Going through the data below, copy out each line where the word "must" shows up.

Stored items from a collection
########################################
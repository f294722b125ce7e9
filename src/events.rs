//! Typed publish/subscribe hub between the polling loop and UI consumers.

use std::collections::HashMap;
use std::sync::Arc;

use parking_lot::Mutex;

use crate::campaign::Campaign;

/// Event names consumers can subscribe to.
#[derive(Debug, Clone, Copy, PartialEq, Eq, Hash)]
pub enum EventKind {
    CampaignsUpdated,
}

/// Events delivered to subscribers.
#[derive(Debug, Clone, PartialEq)]
pub enum SdkEvent {
    /// The visible campaign list changed, or a dismissal needs re-evaluation.
    CampaignsUpdated { campaigns: Arc<[Campaign]> },
}

impl SdkEvent {
    pub fn kind(&self) -> EventKind {
        match self {
            SdkEvent::CampaignsUpdated { .. } => EventKind::CampaignsUpdated,
        }
    }
}

/// Subscriber handle. The same `Arc` must be passed to `off` to unsubscribe.
pub type Callback = Arc<dyn Fn(&SdkEvent) + Send + Sync>;

/// Wrap a closure as a [`Callback`].
pub fn callback<F>(f: F) -> Callback
where
    F: Fn(&SdkEvent) + Send + Sync + 'static,
{
    Arc::new(f)
}

/// Ordered observer lists keyed by event kind.
///
/// Callbacks are identified by `Arc` pointer identity. Registering the same
/// callback twice delivers every event to it twice.
#[derive(Default)]
pub struct EventHub {
    subscribers: Mutex<HashMap<EventKind, Vec<Callback>>>,
}

impl EventHub {
    pub fn new() -> Self {
        Self::default()
    }

    pub fn on(&self, kind: EventKind, callback: Callback) {
        self.subscribers
            .lock()
            .entry(kind)
            .or_default()
            .push(callback);
    }

    /// Remove the first registration of `callback`. Unknown callbacks are ignored.
    pub fn off(&self, kind: EventKind, callback: &Callback) {
        let mut subscribers = self.subscribers.lock();
        if let Some(list) = subscribers.get_mut(&kind) {
            if let Some(pos) = list.iter().position(|c| Arc::ptr_eq(c, callback)) {
                list.remove(pos);
            }
        }
    }

    /// Deliver `event` to every callback registered for its kind, in
    /// registration order, on the caller's thread.
    ///
    /// The callback list is snapshotted before delivery and the lock is
    /// released, so callbacks may call `on`/`off`; those changes take effect
    /// from the next emit. A panicking callback unwinds into the caller and
    /// later callbacks are skipped.
    pub fn emit(&self, event: &SdkEvent) {
        let snapshot: Vec<Callback> = self
            .subscribers
            .lock()
            .get(&event.kind())
            .cloned()
            .unwrap_or_default();
        for callback in snapshot {
            callback(event);
        }
    }

    pub fn subscriber_count(&self, kind: EventKind) -> usize {
        self.subscribers.lock().get(&kind).map_or(0, Vec::len)
    }

    pub fn clear(&self) {
        self.subscribers.lock().clear();
    }
}
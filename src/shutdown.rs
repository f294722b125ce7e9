use std::sync::atomic::{AtomicBool, Ordering};
use std::sync::Arc;

use tokio::sync::Notify;

/// Cloneable one-shot shutdown flag shared by the store server and the CLI.
#[derive(Clone, Default)]
pub struct ShutdownSignal {
    shutdown: Arc<AtomicBool>,
    notify: Arc<Notify>,
}

impl ShutdownSignal {
    pub fn new() -> Self {
        Self::default()
    }

    pub fn is_shutting_down(&self) -> bool {
        self.shutdown.load(Ordering::SeqCst)
    }

    pub fn signal(&self) {
        if !self.shutdown.swap(true, Ordering::SeqCst) {
            tracing::info!("Graceful shutdown initiated");
            self.notify.notify_waiters();
        }
    }

    pub async fn wait(&self) {
        // Subscribe to Notify BEFORE checking the flag to avoid TOCTOU race:
        // without this, signal() could fire between the check and the await,
        // and notify_waiters() would have no subscribers, losing the notification.
        let notified = self.notify.notified();
        tokio::pin!(notified);
        notified.as_mut().enable();
        if self.is_shutting_down() {
            return;
        }
        notified.await;
    }
}
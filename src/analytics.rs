//! Analytics collaborator for impressions, actions and dismissals.

use std::time::{SystemTime, UNIX_EPOCH};

use serde_json::{json, Map, Value};

use crate::campaign::ComponentKind;

pub const CAMPAIGN_IMPRESSION: &str = "campaign_impression";
pub const CAMPAIGN_ACTION: &str = "campaign_action";
pub const CAMPAIGN_DISMISSED: &str = "campaign_dismissed";

/// Receives tracked events. Implementations must not block.
pub trait AnalyticsSink: Send + Sync {
    fn track(&self, event: &str, properties: &Map<String, Value>);
}

/// Default sink: one structured log line per event.
#[derive(Debug, Default, Clone, Copy)]
pub struct TracingSink;

impl AnalyticsSink for TracingSink {
    fn track(&self, event: &str, properties: &Map<String, Value>) {
        // Bound outside the macro: `tracing` brings its own `Value` into scope.
        let payload = Value::Object(properties.clone());
        tracing::info!(
            target: "campaignkit::analytics",
            event,
            properties = %payload,
            "Tracked event"
        );
    }
}

/// Milliseconds since the Unix epoch.
pub fn timestamp_millis() -> u64 {
    SystemTime::now()
        .duration_since(UNIX_EPOCH)
        .map(|d| d.as_millis() as u64)
        .unwrap_or(0)
}

/// Base properties for any campaign event: `id`, `kind`, `timestamp`.
pub fn campaign_properties(id: &str, kind: ComponentKind) -> Map<String, Value> {
    let mut props = Map::new();
    props.insert("id".to_string(), json!(id));
    props.insert("kind".to_string(), json!(kind.as_str()));
    props.insert("timestamp".to_string(), json!(timestamp_millis()));
    props
}

/// Properties of a `campaign_dismissed` event.
pub fn dismissal_properties(id: &str, kind: ComponentKind, reason: &str) -> Map<String, Value> {
    let mut props = campaign_properties(id, kind);
    props.insert("reason".to_string(), json!(reason));
    props
}
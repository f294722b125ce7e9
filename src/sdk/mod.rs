//! The campaign SDK service object.
//!
//! A [`CampaignSdk`] owns the polled campaign list, the in-memory dismissal
//! set and the event hub. It is constructed explicitly by the application's
//! composition root and cloned cheaply into whatever needs it; separate
//! instances share nothing.

mod poller;
mod state;

use std::collections::HashSet;
use std::sync::Arc;
use std::time::Duration;

use parking_lot::Mutex;
use serde_json::{json, Map, Value};
use tokio::sync::Mutex as AsyncMutex;
use tokio::task::JoinHandle;

use crate::analytics::{
    campaign_properties, dismissal_properties, AnalyticsSink, TracingSink, CAMPAIGN_ACTION,
    CAMPAIGN_DISMISSED, CAMPAIGN_IMPRESSION,
};
use crate::campaign::{active_only, Campaign, ComponentKind};
use crate::client::{CampaignClient, CampaignSource, ClientError};
use crate::config::Config;
use crate::events::{Callback, EventHub, EventKind, SdkEvent};
use crate::selector;
use crate::storage::{open_store, DismissalStore, KeyValueStore, StorageError};

pub use state::{FetchHealth, PollState};

pub const DEFAULT_POLL_INTERVAL: Duration = Duration::from_secs(5);

#[derive(Clone)]
pub struct CampaignSdk {
    inner: Arc<SdkInner>,
}

struct SdkInner {
    source: Arc<dyn CampaignSource>,
    dismissals: DismissalStore,
    analytics: Arc<dyn AnalyticsSink>,
    hub: EventHub,
    poll_interval: Duration,
    state: Mutex<SdkState>,
    poller: Mutex<Option<JoinHandle<()>>>,
    /// Serializes writes to the dismissal store across handles.
    persist: AsyncMutex<()>,
}

struct SdkState {
    phase: PollState,
    app_key: Option<String>,
    campaigns: Arc<[Campaign]>,
    dismissed: HashSet<String>,
    health: FetchHealth,
    /// Sequence number of the most recently started fetch.
    fetch_issued: u64,
    /// Sequence number of the newest fetch whose result was applied.
    fetch_applied: u64,
    /// Bumped by `teardown`; in-flight work from an older generation is dropped.
    generation: u64,
}

impl SdkState {
    fn new() -> Self {
        Self {
            phase: PollState::Uninitialized,
            app_key: None,
            campaigns: Arc::from(Vec::new()),
            dismissed: HashSet::new(),
            health: FetchHealth::default(),
            fetch_issued: 0,
            fetch_applied: 0,
            generation: 0,
        }
    }

    fn updated_event(&self) -> SdkEvent {
        SdkEvent::CampaignsUpdated {
            campaigns: self.campaigns.clone(),
        }
    }
}

impl CampaignSdk {
    pub fn new(source: Arc<dyn CampaignSource>, storage: Arc<dyn KeyValueStore>) -> Self {
        Self {
            inner: Arc::new(SdkInner {
                source,
                dismissals: DismissalStore::new(storage),
                analytics: Arc::new(TracingSink),
                hub: EventHub::new(),
                poll_interval: DEFAULT_POLL_INTERVAL,
                state: Mutex::new(SdkState::new()),
                poller: Mutex::new(None),
                persist: AsyncMutex::new(()),
            }),
        }
    }

    /// Wire an SDK from configuration: HTTP client plus the configured
    /// storage adapter.
    pub fn from_config(config: &Config) -> Result<Self, ClientError> {
        let client = CampaignClient::new(&config.client.endpoint)?;
        let storage = open_store(&config.storage);
        Ok(Self::new(Arc::new(client), storage)
            .with_poll_interval(Duration::from_secs(config.client.poll_interval_seconds)))
    }

    /// Replace the analytics sink. Only effective before the handle is cloned.
    pub fn with_analytics(mut self, analytics: Arc<dyn AnalyticsSink>) -> Self {
        match Arc::get_mut(&mut self.inner) {
            Some(inner) => inner.analytics = analytics,
            None => tracing::warn!("with_analytics ignored: SDK handle is already shared"),
        }
        self
    }

    /// Set the polling period. Only effective before the handle is cloned.
    pub fn with_poll_interval(mut self, interval: Duration) -> Self {
        match Arc::get_mut(&mut self.inner) {
            Some(inner) => inner.poll_interval = interval,
            None => tracing::warn!(
                requested_secs = interval.as_secs_f64(),
                "with_poll_interval ignored: SDK handle is already shared"
            ),
        }
        self
    }

    pub fn poll_interval(&self) -> Duration {
        self.inner.poll_interval
    }

    /// Start the SDK: load dismissals, fetch once, then poll on a fixed
    /// interval.
    ///
    /// Calling this while already polling does nothing. After `stop` it
    /// resumes polling; after `teardown` it starts from scratch.
    pub async fn initialize(&self, key: &str) {
        let generation = {
            let mut state = self.inner.state.lock();
            if state.phase == PollState::Polling {
                tracing::debug!("SDK already initialized, ignoring");
                return;
            }
            state.phase = PollState::Polling;
            state.app_key = Some(key.to_string());
            state.generation
        };
        tracing::info!(key, interval_secs = self.inner.poll_interval.as_secs_f64(), "Initializing campaign SDK");

        let dismissals = self.inner.dismissals.clone();
        let loaded = match run_storage(move || dismissals.try_load()).await {
            Ok(ids) => ids,
            Err(e) => {
                tracing::warn!(error = %e, "Failed to load dismissed campaigns");
                HashSet::new()
            }
        };
        {
            let mut state = self.inner.state.lock();
            if state.generation != generation {
                return;
            }
            state.dismissed.extend(loaded);
        }

        self.refresh().await;

        let state = self.inner.state.lock();
        if state.generation != generation || state.phase != PollState::Polling {
            return;
        }
        let handle = tokio::spawn(poller::poll_loop(
            Arc::downgrade(&self.inner),
            self.inner.poll_interval,
        ));
        if let Some(previous) = self.inner.poller.lock().replace(handle) {
            previous.abort();
        }
    }

    /// Fetch once and publish the result if it differs from what is held.
    ///
    /// Comparison is structural and order-sensitive: the same campaigns in a
    /// different order count as a change. A failed fetch counts as an empty
    /// list. When fetches overlap, a result older than one already applied
    /// is discarded. Returns whether `CampaignsUpdated` was emitted.
    pub async fn refresh(&self) -> bool {
        let (generation, ticket) = {
            let mut state = self.inner.state.lock();
            state.fetch_issued += 1;
            (state.generation, state.fetch_issued)
        };
        let fetched = self.inner.source.fetch_campaigns().await;

        let event = {
            let mut state = self.inner.state.lock();
            if state.generation != generation {
                return false;
            }
            if ticket < state.fetch_applied {
                tracing::debug!(ticket, applied = state.fetch_applied, "Discarding stale fetch result");
                return false;
            }
            state.fetch_applied = ticket;
            let campaigns = match fetched {
                Ok(campaigns) => {
                    state.health.record_success();
                    active_only(campaigns)
                }
                Err(e) => {
                    state.health.record_failure(&e);
                    tracing::warn!(
                        error = %e,
                        consecutive_failures = state.health.consecutive_failures,
                        "Campaign fetch failed, treating as no campaigns"
                    );
                    Vec::new()
                }
            };
            if state.campaigns[..] == campaigns[..] {
                tracing::trace!("Campaign list unchanged");
                return false;
            }
            state.campaigns = Arc::from(campaigns);
            tracing::info!(count = state.campaigns.len(), "Campaign list updated");
            state.updated_event()
        };

        self.inner.hub.emit(&event);
        true
    }

    /// Cancel the polling timer but keep campaigns and subscribers.
    pub fn stop(&self) {
        self.abort_poller();
        let mut state = self.inner.state.lock();
        if state.phase == PollState::Polling {
            state.phase = PollState::Stopped;
            tracing::info!("Campaign polling stopped");
        }
    }

    /// Cancel polling, drop every subscriber and forget all in-memory state.
    pub fn teardown(&self) {
        self.abort_poller();
        self.inner.hub.clear();
        let mut state = self.inner.state.lock();
        let generation = state.generation + 1;
        *state = SdkState::new();
        state.generation = generation;
        tracing::debug!("Campaign SDK torn down");
    }

    fn abort_poller(&self) {
        if let Some(handle) = self.inner.poller.lock().take() {
            handle.abort();
        }
    }

    pub fn state(&self) -> PollState {
        self.inner.state.lock().phase
    }

    pub fn app_key(&self) -> Option<String> {
        self.inner.state.lock().app_key.clone()
    }

    pub fn health(&self) -> FetchHealth {
        self.inner.state.lock().health.clone()
    }

    /// Active campaigns as of the last fetch.
    pub fn campaigns(&self) -> Arc<[Campaign]> {
        self.inner.state.lock().campaigns.clone()
    }

    pub fn is_dismissed(&self, id: &str) -> bool {
        self.inner.state.lock().dismissed.contains(id)
    }

    // -- Selectors ---------------------------------------------------------

    pub fn popup_campaign(&self, screen: &str) -> Option<Campaign> {
        let state = self.inner.state.lock();
        selector::select_popup(&state.campaigns, &state.dismissed, screen).cloned()
    }

    pub fn permission_prompt_campaign(&self, screen: &str) -> Option<Campaign> {
        let state = self.inner.state.lock();
        selector::select_permission_prompt(&state.campaigns, &state.dismissed, screen).cloned()
    }

    pub fn inline_component(&self, screen: &str) -> Option<Campaign> {
        let state = self.inner.state.lock();
        selector::select_inline_component(&state.campaigns, &state.dismissed, screen).cloned()
    }

    pub fn inline_components(&self, screen: &str, ids: Option<&[String]>) -> Vec<Campaign> {
        let state = self.inner.state.lock();
        selector::select_inline_components(&state.campaigns, &state.dismissed, screen, ids)
            .into_iter()
            .cloned()
            .collect()
    }

    // -- Events ------------------------------------------------------------

    /// Subscribe to `kind`.
    ///
    /// A new `CampaignsUpdated` subscriber is called once, before this
    /// returns, with the current list if any campaigns are loaded.
    pub fn on(&self, kind: EventKind, callback: Callback) {
        self.inner.hub.on(kind, callback.clone());
        if kind == EventKind::CampaignsUpdated {
            let event = {
                let state = self.inner.state.lock();
                (!state.campaigns.is_empty()).then(|| state.updated_event())
            };
            if let Some(event) = event {
                callback(&event);
            }
        }
    }

    pub fn off(&self, kind: EventKind, callback: &Callback) {
        self.inner.hub.off(kind, callback);
    }

    // -- Dismissal and analytics -------------------------------------------

    /// Dismiss a campaign on this device.
    ///
    /// The campaign disappears from selector results and subscribers are
    /// re-notified before this returns; the write to local storage happens
    /// last and its failure is logged and discarded.
    pub async fn dismiss_campaign(&self, id: &str, kind: ComponentKind, reason: &str) {
        let event = {
            let mut state = self.inner.state.lock();
            state.dismissed.insert(id.to_string());
            state.updated_event()
        };

        self.track(CAMPAIGN_DISMISSED, dismissal_properties(id, kind, reason));

        self.inner.hub.emit(&event);

        let _persist = self.inner.persist.lock().await;
        let dismissals = self.inner.dismissals.clone();
        let owned_id = id.to_string();
        if let Err(e) = run_storage(move || dismissals.dismiss(&owned_id)).await {
            tracing::warn!(id, error = %e, "Failed to persist dismissal");
        }
    }

    /// Forget every dismissal, in memory and on disk, and re-notify
    /// subscribers.
    pub async fn clear_dismissals(&self) {
        let event = {
            let mut state = self.inner.state.lock();
            state.dismissed.clear();
            state.updated_event()
        };
        self.inner.hub.emit(&event);

        let _persist = self.inner.persist.lock().await;
        let dismissals = self.inner.dismissals.clone();
        if let Err(e) = run_storage(move || dismissals.clear()).await {
            tracing::warn!(error = %e, "Failed to clear persisted dismissals");
        }
    }

    pub fn track(&self, event: &str, properties: Map<String, Value>) {
        self.inner.analytics.track(event, &properties);
    }

    pub fn track_campaign_impression(&self, id: &str, kind: ComponentKind) {
        self.track(CAMPAIGN_IMPRESSION, campaign_properties(id, kind));
    }

    pub fn track_campaign_action(&self, id: &str, kind: ComponentKind, action: &str) {
        let mut props = campaign_properties(id, kind);
        props.insert("action".to_string(), json!(action));
        self.track(CAMPAIGN_ACTION, props);
    }
}

/// Run a blocking storage call off the async runtime. A task that panics or
/// is cancelled surfaces as [`StorageError::Task`].
async fn run_storage<T, F>(op: F) -> Result<T, StorageError>
where
    F: FnOnce() -> Result<T, StorageError> + Send + 'static,
    T: Send + 'static,
{
    tokio::task::spawn_blocking(op)
        .await
        .map_err(|e| StorageError::Task(e.to_string()))?
}
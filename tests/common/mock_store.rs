//! Scripted HTTP server standing in for a misbehaving campaign store.

#![allow(dead_code)]

use axum::body::Body;
use axum::extract::State;
use axum::http::{Request, Response, StatusCode};
use axum::routing::any;
use axum::Router;
use std::collections::VecDeque;
use std::net::SocketAddr;
use std::sync::Arc;
use tokio::net::TcpListener;
use tokio::sync::Mutex;

/// A mock response to return.
#[derive(Debug, Clone)]
pub struct MockResponse {
    pub status: u16,
    pub content_type: &'static str,
    pub body: Vec<u8>,
}

impl Default for MockResponse {
    fn default() -> Self {
        Self::json(r#"{"campaigns": []}"#)
    }
}

impl MockResponse {
    pub fn json(body: &str) -> Self {
        Self {
            status: 200,
            content_type: "application/json",
            body: body.as_bytes().to_vec(),
        }
    }

    pub fn error(status: u16, message: &str) -> Self {
        Self {
            status,
            content_type: "application/json",
            body: format!(r#"{{"error": {{"type": "test", "message": "{}"}}}}"#, message)
                .into_bytes(),
        }
    }

    pub fn text(status: u16, body: &str) -> Self {
        Self {
            status,
            content_type: "text/plain",
            body: body.as_bytes().to_vec(),
        }
    }
}

#[derive(Clone)]
struct MockState {
    paths: Arc<Mutex<Vec<String>>>,
    responses: Arc<Mutex<VecDeque<MockResponse>>>,
}

pub struct MockStore {
    pub addr: SocketAddr,
    state: MockState,
    shutdown: tokio::sync::watch::Sender<bool>,
}

impl MockStore {
    pub async fn start() -> Self {
        let state = MockState {
            paths: Arc::new(Mutex::new(Vec::new())),
            responses: Arc::new(Mutex::new(VecDeque::new())),
        };

        let (shutdown_tx, mut shutdown_rx) = tokio::sync::watch::channel(false);

        let app = Router::new()
            .route("/{*path}", any(handle_request))
            .with_state(state.clone());

        let listener = TcpListener::bind("127.0.0.1:0")
            .await
            .expect("Failed to bind mock server");
        let addr = listener.local_addr().unwrap();

        tokio::spawn(async move {
            axum::serve(listener, app)
                .with_graceful_shutdown(async move {
                    let _ = shutdown_rx.changed().await;
                })
                .await
                .ok();
        });

        Self {
            addr,
            state,
            shutdown: shutdown_tx,
        }
    }

    pub async fn enqueue_response(&self, resp: MockResponse) {
        self.state.responses.lock().await.push_back(resp);
    }

    pub async fn requested_paths(&self) -> Vec<String> {
        self.state.paths.lock().await.clone()
    }

    pub fn endpoint(&self) -> String {
        format!("http://{}/campaigns", self.addr)
    }
}

impl Drop for MockStore {
    fn drop(&mut self) {
        let _ = self.shutdown.send(true);
    }
}

async fn handle_request(State(state): State<MockState>, req: Request<Body>) -> Response<Body> {
    state.paths.lock().await.push(req.uri().path().to_string());

    let mock_resp = state
        .responses
        .lock()
        .await
        .pop_front()
        .unwrap_or_default();

    Response::builder()
        .status(StatusCode::from_u16(mock_resp.status).unwrap())
        .header("content-type", mock_resp.content_type)
        .body(Body::from(mock_resp.body))
        .unwrap()
}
########################################
■ **Finished task**:
/// Subscriber handle. The same `Arc` must be passed to `off` to unsubscribe.
/// Receives tracked events. Implementations must not block.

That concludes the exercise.